1995 film directed by James O'Brien

Venice Bound is a 1995 indie film by American filmmaker James O'Brien. It details the lives of three mysterious, off-beat strangers who meet by chance in Venice Beach and agree to pull a robbery.

==Cast==
- Jackson Price as Spoon
- Gary Douglas Kohn as Seb
- Eric Kopatz as Linus
- Carl William Grant as Frank
- Tara Steilen as Amy
- Carol Dolan as Lynn
- Nina Ameri as Susan
- Stephen Bruno as Jimmy

==Production==
Robert Osborne of The Hollywood Reporter did a story on the making of the film for his Rambling Reporter column, comparing the film to Robert Rodriguez's El Mariachi.

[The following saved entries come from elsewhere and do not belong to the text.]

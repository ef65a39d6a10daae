use crate::git::CommitInfo;
use std::collections::BTreeSet;

/// Subject of the automated commit pushed right after every release
pub const POST_RELEASE_MARKER: &str = "Post release version bump";

/// Whether the commits since the last release warrant a new one.
///
/// Nothing to release when there are no commits at all, or when the only
/// commit is the automated post-release version bump.
pub fn has_releasable_changes(commits: &[CommitInfo], marker: &str) -> bool {
    match commits {
        [] => false,
        [only] => only.subject != marker,
        _ => true,
    }
}

/// Sorted, de-duplicated author names, leaving out the version bump commits.
pub fn contributors(commits: &[CommitInfo], marker: &str) -> Vec<String> {
    commits
        .iter()
        .filter(|c| c.subject != marker)
        .map(|c| c.author.trim())
        .filter(|name| !name.is_empty())
        .map(str::to_string)
        .collect::<BTreeSet<_>>()
        .into_iter()
        .collect()
}

#[cfg(test)]
mod tests {
    use super::*;

    fn commit(hash: &str, subject: &str, author: &str) -> CommitInfo {
        CommitInfo {
            hash: hash.to_string(),
            subject: subject.to_string(),
            author: author.to_string(),
        }
    }

    #[test]
    fn test_no_commits_is_not_releasable() {
        assert!(!has_releasable_changes(&[], POST_RELEASE_MARKER));
    }

    #[test]
    fn test_only_version_bump_is_not_releasable() {
        let commits = vec![commit("a1", POST_RELEASE_MARKER, "Release Bot")];
        assert!(!has_releasable_changes(&commits, POST_RELEASE_MARKER));
    }

    #[test]
    fn test_single_real_commit_is_releasable() {
        let commits = vec![commit("a1", "Fix the image builder", "Ada")];
        assert!(has_releasable_changes(&commits, POST_RELEASE_MARKER));
    }

    #[test]
    fn test_bump_plus_change_is_releasable() {
        let commits = vec![
            commit("b2", "Add blueprint import", "Ada"),
            commit("a1", POST_RELEASE_MARKER, "Release Bot"),
        ];
        assert!(has_releasable_changes(&commits, POST_RELEASE_MARKER));
    }

    #[test]
    fn test_contributors_sorted_unique_without_bump_author() {
        let commits = vec![
            commit("c3", "Tweak docs", "Grace"),
            commit("b2", "Add blueprint import", "Ada"),
            commit("b1", "Fix import", "Grace"),
            commit("a1", POST_RELEASE_MARKER, "Release Bot"),
        ];
        assert_eq!(contributors(&commits, POST_RELEASE_MARKER), vec!["Ada", "Grace"]);
    }
}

It was shot in color Fujifilm with a 16mm Eclair camera in Venice, California and downtown Los Angeles in March 1994.

==Release==
Venice Bound premiered in 16mm at the Directors Guild of America in Hollywood in 1995 and then later in 35mm at the Orpheum in downtown LA. It made its international premiere at the 1995 Cannes Film Festival, where it was championed by Mark Cousins, film critic and curator of the Edinburgh Film Festival. Cousins selected it for official competition in the Rosebud category of his ’95 festival, opening the door to a European festival run, including official competition in such festivals as the Filmfest Hamburg, Leeds International Film Festival, the National Festival for Wales (later the Cardiff Film Festival) and Italy's Mystfest. Venice Bound was released theatrically in 1996–97, playing an extended run at the Aero Theatre in Santa Monica, and at the Laemmle Sunset 5 (now Sundance Sunset Cinemas). It also played on the east coast at the Cable Car Cinema in Providence, Rhode Island.

==Reception==
Variety magazine called O’Brien a “talent in the raw” and said the film "keeps you glued to the screen.”